Did you have any close calls?

MM: Oh yeah, me and Andy looked so freaking weird, I mean just going to the railway station on the weekends was like suicide. Andy and I just looked like such freaks! Andy actually had this drape jacket, almost like a teddy boy jacket, bright red with leopard lapels and he’d wear it with creepers, and his hair! He had a pompadour which was all different colours and tons of earrings and stuff. They want to catorgorize you, you know, people would look and go “Huh?! What is this?” I had these electric blue patent leather pants and a white jacket from a mental hospital somewhere that Andy had drawn a huge dick on the back. [laughs] You know, just to upset people! It was gross and looked horrible, but I did kind of like the attention regardless.
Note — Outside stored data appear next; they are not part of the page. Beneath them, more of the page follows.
impl IedEditor {
    pub fn new(doc: &Document, config: EditorConfig) -> Self {
        let debouncer = Debouncer::new(config.search_debounce_us);
        Self {
            config,
            catalog: TemplateCatalog::build(doc),
            cache: TemplateCache::new(),
            models: BTreeMap::new(),
            ied: None,
            ied_name: String::new(),
            ln_states: BTreeMap::new(),
            search_term: String::new(),
            filter: RenderFilter::all(),
            debouncer,
        }
    }

    /// Switches to another document. Cached template paths and models are dropped.
    pub fn load_document(&mut self, doc: &Document) {
        self.catalog = TemplateCatalog::build(doc);
        self.cache.clear();
        self.models.clear();
        self.ied = None;
        self.ied_name.clear();
        self.reset_selection_state();
        my_info!("[EDITOR] Loaded document with {} template declarations", self.catalog.len());
    }

    /// Selects the IED named `name`.
    ///
    /// Resets the search and the open logical nodes; cached template paths are
    /// kept since the catalog did not change.
    pub fn select_ied(&mut self, doc: &Document, name: &str) -> Result<(), SclError> {
        let ied = doc
            .child_named(doc.root(), TAG_IED, name)
            .ok_or_else(|| SclError::IedNotFound(name.to_string()))?;
        self.ied = Some(ied);
        self.ied_name = name.to_string();
        self.reset_selection_state();
        my_info!("[EDITOR] Selected IED '{}'", name);
        Ok(())
    }

    fn reset_selection_state(&mut self) {
        self.ln_states.clear();
        self.search_term.clear();
        self.filter = RenderFilter::all();
        self.debouncer.cancel();
    }

    pub fn selected_ied(&self) -> Option<ElementId> {
        self.ied
    }

    pub fn config(&self) -> &EditorConfig {
        &self.config
    }

    pub fn catalog(&self) -> &TemplateCatalog {
        &self.catalog
    }

    pub fn cache(&self) -> &TemplateCache {
        &self.cache
    }

    /// Number of `LNodeType` declarations with a resolved model.
    pub fn cached_models(&self) -> usize {
        self.models.len()
    }

    pub fn search_term(&self) -> &str {
        &self.search_term
    }

    pub fn filter(&self) -> &RenderFilter {
        &self.filter
    }

    // --- Logical node state ---

    pub fn ln_state(&self, ln: ElementId) -> LnState {
        self.ln_states.get(&ln).copied().unwrap_or_default()
    }

    /// Expands or collapses a logical node and returns its new state.
    pub fn toggle_ln(&mut self, doc: &Document, ln: ElementId) -> Result<LnState, SclError> {
        if !LN_TAGS.contains(&doc.tag(ln)) {
            return Err(SclError::NotALogicalNode(ln));
        }
        let state = self.ln_state(ln).toggled();
        self.ln_states.insert(ln, state);
        let identity = ln_identity(doc, ln);
        my_debug!(LnContext { ied: &self.ied_name, ln: &identity }, "[EDITOR] Now {:?}", state);
        Ok(state)
    }

    /// The data model of a logical node.
    ///
    /// Resolved on first use of its `LNodeType`, recording the paths taken
    /// below `ln`, and served from the session afterwards.
    pub fn data_model(&mut self, doc: &Document, ln: ElementId) -> Option<&DataModel> {
        let declaration = self.resolve_model(doc, ln)?;
        self.models.get(&declaration)
    }

    fn resolve_model(&mut self, doc: &Document, ln: ElementId) -> Option<ElementId> {
        let declaration = self.catalog.lnode_type(doc, ln)?;
        if !self.models.contains_key(&declaration) {
            let model = resolve(
                doc,
                &self.catalog,
                &mut self.cache,
                declaration,
                &[ln_key(doc, ln)],
            );
            my_trace!("[EDITOR] Resolved {} with {} members", declaration, model.len());
            self.models.insert(declaration, model);
        }
        Some(declaration)
    }

    // --- View ---

    /// Builds the view of the selected IED; empty when none is selected.
    pub fn view(&mut self, doc: &Document) -> EditorView {
        let Some(ied) = self.ied else {
            return EditorView::default();
        };
        let mut view = EditorView {
            ied: self.ied_name.clone(),
            search_term: self.search_term.clone(),
            servers: Vec::new(),
        };
        for server in servers(doc, ied) {
            let access_point = doc
                .parent(server)
                .and_then(|ap| doc.attr(ap, ATTR_NAME))
                .unwrap_or_default()
                .to_string();
            let mut ldevices = Vec::new();
            for ld in doc.child_elements(server, &[TAG_LDEVICE]) {
                if let Some(ld_view) = self.ldevice_view(doc, ld) {
                    ldevices.push(ld_view);
                }
            }
            view.servers.push(ServerView {
                access_point,
                ldevices,
            });
        }
        view
    }

    fn ldevice_view(&mut self, doc: &Document, ld: ElementId) -> Option<LDeviceView> {
        let identity = ldevice_identity(doc, ld);
        if !self.filter.shows_ldevice(&identity) {
            return None;
        }
        let setting_groups = resolve_setting_groups(doc, ld);
        let mut lns = Vec::new();
        for ln in doc.child_elements(ld, &LN_TAGS) {
            if let Some(ln_view) = self.ln_view(doc, ln, setting_groups) {
                lns.push(ln_view);
            }
        }
        Some(LDeviceView {
            element: ld,
            inst: doc.attr(ld, ATTR_INST).unwrap_or_default().to_string(),
            identity,
            description: ldevice_description(doc, ld).map(String::from),
            setting_groups,
            lns,
        })
    }

    fn ln_view(&mut self, doc: &Document, ln: ElementId, groups: SettingGroups) -> Option<LnView> {
        let key = ln_key(doc, ln);
        if !self.filter.shows_ln(&key) {
            return None;
        }
        let state = self.ln_state(ln);
        let declaration = match state {
            LnState::Open => self.resolve_model(doc, ln),
            LnState::Collapsed => None,
        };
        let members = match declaration.and_then(|d| self.models.get(&d)) {
            Some(model) => {
                let values = match_instances(doc, ln, model);
                let scope = LnScope {
                    doc,
                    catalog: &self.catalog,
                    filter: &self.filter,
                    ln,
                    key: &key,
                    groups,
                };
                scope.member_rows(model, values.nested(), &mut Vec::new(), &mut Vec::new())
            }
            None => Vec::new(),
        };
        let attr = |name: &str| doc.attr(ln, name).unwrap_or_default();
        Some(LnView {
            element: ln,
            tag: doc.tag(ln).to_string(),
            label: format!("{}{}{}", attr(ATTR_PREFIX), attr(ATTR_LN_CLASS), attr(ATTR_INST)),
            ln_type: attr(ATTR_LN_TYPE).to_string(),
            description: ln_description(doc, &self.catalog, ln).map(String::from),
            key,
            state,
            members,
        })
    }

    // --- Actions ---

    fn leaf_target(
        &self,
        doc: &Document,
        ln: ElementId,
        path: &[PathStep],
    ) -> Result<LeafTarget, SclError> {
        if !LN_TAGS.contains(&doc.tag(ln)) {
            return Err(SclError::NotALogicalNode(ln));
        }
        if path.is_empty() {
            return Err(SclError::EmptyPath);
        }
        let leaf = leaf_attribute(doc, &self.catalog, ln, path)
            .ok_or_else(|| SclError::UnresolvedPath(path_label(path)))?;
        let groups = doc
            .closest(ln, TAG_LDEVICE)
            .map(|ld| resolve_setting_groups(doc, ld))
            .unwrap_or_default();
        let dai = find_instance(doc, ln, path);
        let values: Vec<ElementId> = dai
            .map(|d| doc.child_elements(d, &[TAG_VAL]).collect())
            .unwrap_or_default();
        let layout = classify(doc, &values, groups, &leaf.fc);
        Ok(LeafTarget { leaf, dai, layout })
    }

    fn writable_target(
        &self,
        doc: &Document,
        ln: ElementId,
        path: &[PathStep],
    ) -> Result<LeafTarget, SclError> {
        let target = self.leaf_target(doc, ln, path)?;
        if target.leaf.read_only {
            return Err(SclError::ReadOnly(path_label(path)));
        }
        Ok(target)
    }

    /// Instantiates the leaf at `path` and stores a value in it.
    ///
    /// Grouped attributes get one value per missing group. Without `input` the
    /// template default is stored.
    pub fn add_value(
        &self,
        doc: &mut Document,
        ln: ElementId,
        path: &[PathStep],
        input: Option<&str>,
    ) -> Result<EditBatch, SclError> {
        let target = self.writable_target(doc, ln, path)?;
        let text = match input {
            Some(text) => text.to_string(),
            None => template_default(doc, target.leaf.member),
        };
        let Instantiation { parent, mut edits } = instantiate_path(doc, path, ln)?;
        match &target.layout {
            ValueLayout::Grouped(slots) => {
                let (batch, _) = setting_group::insert_missing(doc, parent, slots, &text)?;
                edits.extend(batch.into_ops());
            }
            ValueLayout::Single(None) => {
                let val = doc.create_element(TAG_VAL);
                doc.set_text(val, &text)?;
                edits.push(EditOp::Insert {
                    parent,
                    node: val,
                    reference: None,
                });
            }
            ValueLayout::Single(Some(existing)) => {
                my_trace!("[EDITOR] {} already holds {}", parent, existing);
            }
        }
        let identity = ln_identity(doc, ln);
        my_info!(
            LnContext { ied: &self.ied_name, ln: &identity },
            "[EDITOR] Add {} ({} ops)",
            path_label(path),
            edits.len()
        );
        Ok(edits)
    }

    /// Writes `input` verbatim into `value`, creating missing containers first.
    pub fn save_value(
        &self,
        doc: &mut Document,
        ln: ElementId,
        path: &[PathStep],
        value: ElementId,
        input: &str,
    ) -> Result<EditBatch, SclError> {
        self.writable_target(doc, ln, path)?;
        let Instantiation { mut edits, .. } = instantiate_path(doc, path, ln)?;
        edits.push(EditOp::SetText {
            element: value,
            text: input.to_string(),
        });
        let identity = ln_identity(doc, ln);
        my_info!(
            LnContext { ied: &self.ied_name, ln: &identity },
            "[EDITOR] Save {} = '{}'",
            path_label(path),
            input
        );
        Ok(edits)
    }

    /// Removes `value` together with the containers it leaves empty.
    pub fn delete_value(
        &self,
        doc: &Document,
        ln: ElementId,
        path: &[PathStep],
        value: ElementId,
    ) -> Result<EditBatch, SclError> {
        self.writable_target(doc, ln, path)?;
        let node = find_instance_to_remove(doc, value);
        let identity = ln_identity(doc, ln);
        my_info!(
            LnContext { ied: &self.ied_name, ln: &identity },
            "[EDITOR] Delete {} at {}",
            path_label(path),
            node
        );
        let mut batch = EditBatch::new();
        batch.push(EditOp::Remove { node });
        Ok(batch)
    }

    /// Creates the values of every setting group missing one.
    pub fn add_missing_groups(
        &self,
        doc: &mut Document,
        ln: ElementId,
        path: &[PathStep],
    ) -> Result<EditBatch, SclError> {
        let target = self.writable_target(doc, ln, path)?;
        if !target.layout.is_grouped() {
            return Err(SclError::NotGrouped);
        }
        let default = template_default(doc, target.leaf.member);
        let Instantiation { parent, mut edits } = instantiate_path(doc, path, ln)?;
        let batch = setting_group::add_missing_groups(doc, parent, &target.layout, &default)?;
        edits.extend(batch.into_ops());
        Ok(edits)
    }

    /// Copies the active group's value into group `ordinal`.
    pub fn sync_group(
        &self,
        doc: &Document,
        ln: ElementId,
        path: &[PathStep],
        ordinal: u32,
    ) -> Result<EditBatch, SclError> {
        let target = self.writable_target(doc, ln, path)?;
        setting_group::sync_group(doc, &target.layout, ordinal)
    }

    /// Removes the values of every setting group of the attribute.
    pub fn delete_groups(
        &self,
        doc: &mut Document,
        ln: ElementId,
        path: &[PathStep],
    ) -> Result<EditBatch, SclError> {
        let target = self.writable_target(doc, ln, path)?;
        let Some(dai) = target.dai else {
            return Ok(EditBatch::new());
        };
        let default = template_default(doc, target.leaf.member);
        setting_group::delete_groups(doc, dai, &target.layout, &default)
    }

    // --- Search ---

    /// Feeds a keystroke of the search field.
    pub fn set_search_input(&mut self, term: &str, now_us: u64) -> EditorAction {
        self.debouncer.input(term, now_us)
    }

    /// Runs a debounced search once its window has elapsed.
    pub fn tick(&mut self, doc: &Document, now_us: u64) -> EditorAction {
        if let Some(term) = self.debouncer.tick(now_us) {
            self.search_now(doc, &term);
            return EditorAction::NoAction;
        }
        match self.debouncer.deadline() {
            Some(deadline) => EditorAction::SetTimer(deadline.saturating_sub(now_us)),
            None => EditorAction::NoAction,
        }
    }

    /// Runs a search immediately, bypassing the debouncer.
    pub fn search_now(&mut self, doc: &Document, term: &str) {
        self.search_term = term.to_string();
        self.filter = match self.ied {
            Some(ied) => search(
                doc,
                ied,
                &self.catalog,
                &mut self.cache,
                term,
                &self.config.search_attributes,
            ),
            None => RenderFilter::all(),
        };
    }

    pub fn clear_search(&mut self) {
        self.debouncer.cancel();
        self.search_term.clear();
        self.filter = RenderFilter::all();
    }
}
My hair was long and blond on the top, black on the bottom and people didn’t know what to think: “Are they hippies, or punks, what?”. To me rock & roll is about being yourself, being an individual and about doing your own thing on your own terms and not selling out or being told what to do or selling your soul or whatever. That’s what it’s been about for me. Rebellion against the establishment is just about when they tell you what to do, and you say, “No, I am the master of my own life." You are in control of your own destiny and that’s the only way I would have it.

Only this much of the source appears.